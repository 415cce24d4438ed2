//! Gameplay Systems
//!
//! Each system owns one slice of gameplay logic. Systems are updated in
//! fixed registration order every tick, then the bus delivers queued
//! events to the systems that declared an interest in their kind.
//!
//! Cross-system queries go through associated functions on the owning
//! system (taking the store), never through direct access to another
//! system's private state.

pub mod attack;
pub mod buff;
pub mod death;
pub mod finish;
pub mod health;
pub mod homing_missile;
pub mod hook;
pub mod manager;
pub mod monster;
pub mod movement;
pub mod physics;
pub mod player;
pub mod position;
pub mod power_up;
pub mod removal;
pub mod score;
pub mod speed_boost;
pub mod sprite;

pub use manager::SystemManager;

use crate::ecs::store::EntityStore;
use crate::game::constants::EngineConfig;
use crate::game::events::{EventKind, EventQueue, GameEvent};

/// Fire-and-forget sound effect requests, drained by the sound
/// collaborator.
#[derive(Clone, Copy, Debug, PartialEq, Eq)]
pub enum SoundEffect {
    /// A collectible was picked up.
    Collectible,
    /// A power-up was granted.
    PowerUp,
}

/// The narrow slice of engine state a system works against.
pub struct SystemContext<'a> {
    /// The entity/component store.
    pub store: &'a mut EntityStore,
    /// The event queue; pushes land in the current flush or the next.
    pub events: &'a mut EventQueue,
    /// Pending sound-effect requests.
    pub sounds: &'a mut Vec<SoundEffect>,
    /// Engine configuration.
    pub config: &'a EngineConfig,
}

/// One slice of gameplay logic.
pub trait System {
    /// System name for logs.
    fn name(&self) -> &'static str;

    /// The event kinds this system wants delivered.
    fn interests(&self) -> &'static [EventKind] {
        &[]
    }

    /// Per-tick update, before the event flush.
    fn update(&mut self, _ctx: &mut SystemContext<'_>, _delta_time: f32) {}

    /// React to one delivered event.
    fn on_event(&mut self, _ctx: &mut SystemContext<'_>, _event: &GameEvent) {}
}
-=-=-
**WHAT YOU ARE ASKED TO DO**. Only what runs from the line containing "pub mod health;" through the final line of the entries above belongs in the answer, restated exactly.

**OUTPUT FOR THIS EXERCISE**.
pub mod health;
pub mod homing_missile;
pub mod hook;
pub mod manager;
pub mod monster;
pub mod movement;
pub mod physics;
pub mod player;
pub mod position;
pub mod power_up;
pub mod removal;
pub mod score;
pub mod speed_boost;
pub mod sprite;

pub use manager::SystemManager;

use crate::ecs::store::EntityStore;
use crate::game::constants::EngineConfig;
use crate::game::events::{EventKind, EventQueue, GameEvent};

/// Fire-and-forget sound effect requests, drained by the sound
/// collaborator.
#[derive(Clone, Copy, Debug, PartialEq, Eq)]
pub enum SoundEffect {
    /// A collectible was picked up.
    Collectible,
    /// A power-up was granted.
    PowerUp,
}

/// The narrow slice of engine state a system works against.
pub struct SystemContext<'a> {
    /// The entity/component store.
    pub store: &'a mut EntityStore,
    /// The event queue; pushes land in the current flush or the next.
    pub events: &'a mut EventQueue,
    /// Pending sound-effect requests.
    pub sounds: &'a mut Vec<SoundEffect>,
    /// Engine configuration.
    pub config: &'a EngineConfig,
}

/// One slice of gameplay logic.
pub trait System {
    /// System name for logs.
    fn name(&self) -> &'static str;

    /// The event kinds this system wants delivered.
    fn interests(&self) -> &'static [EventKind] {
        &[]
    }

    /// Per-tick update, before the event flush.
    fn update(&mut self, _ctx: &mut SystemContext<'_>, _delta_time: f32) {}

    /// React to one delivered event.
    fn on_event(&mut self, _ctx: &mut SystemContext<'_>, _event: &GameEvent) {}
}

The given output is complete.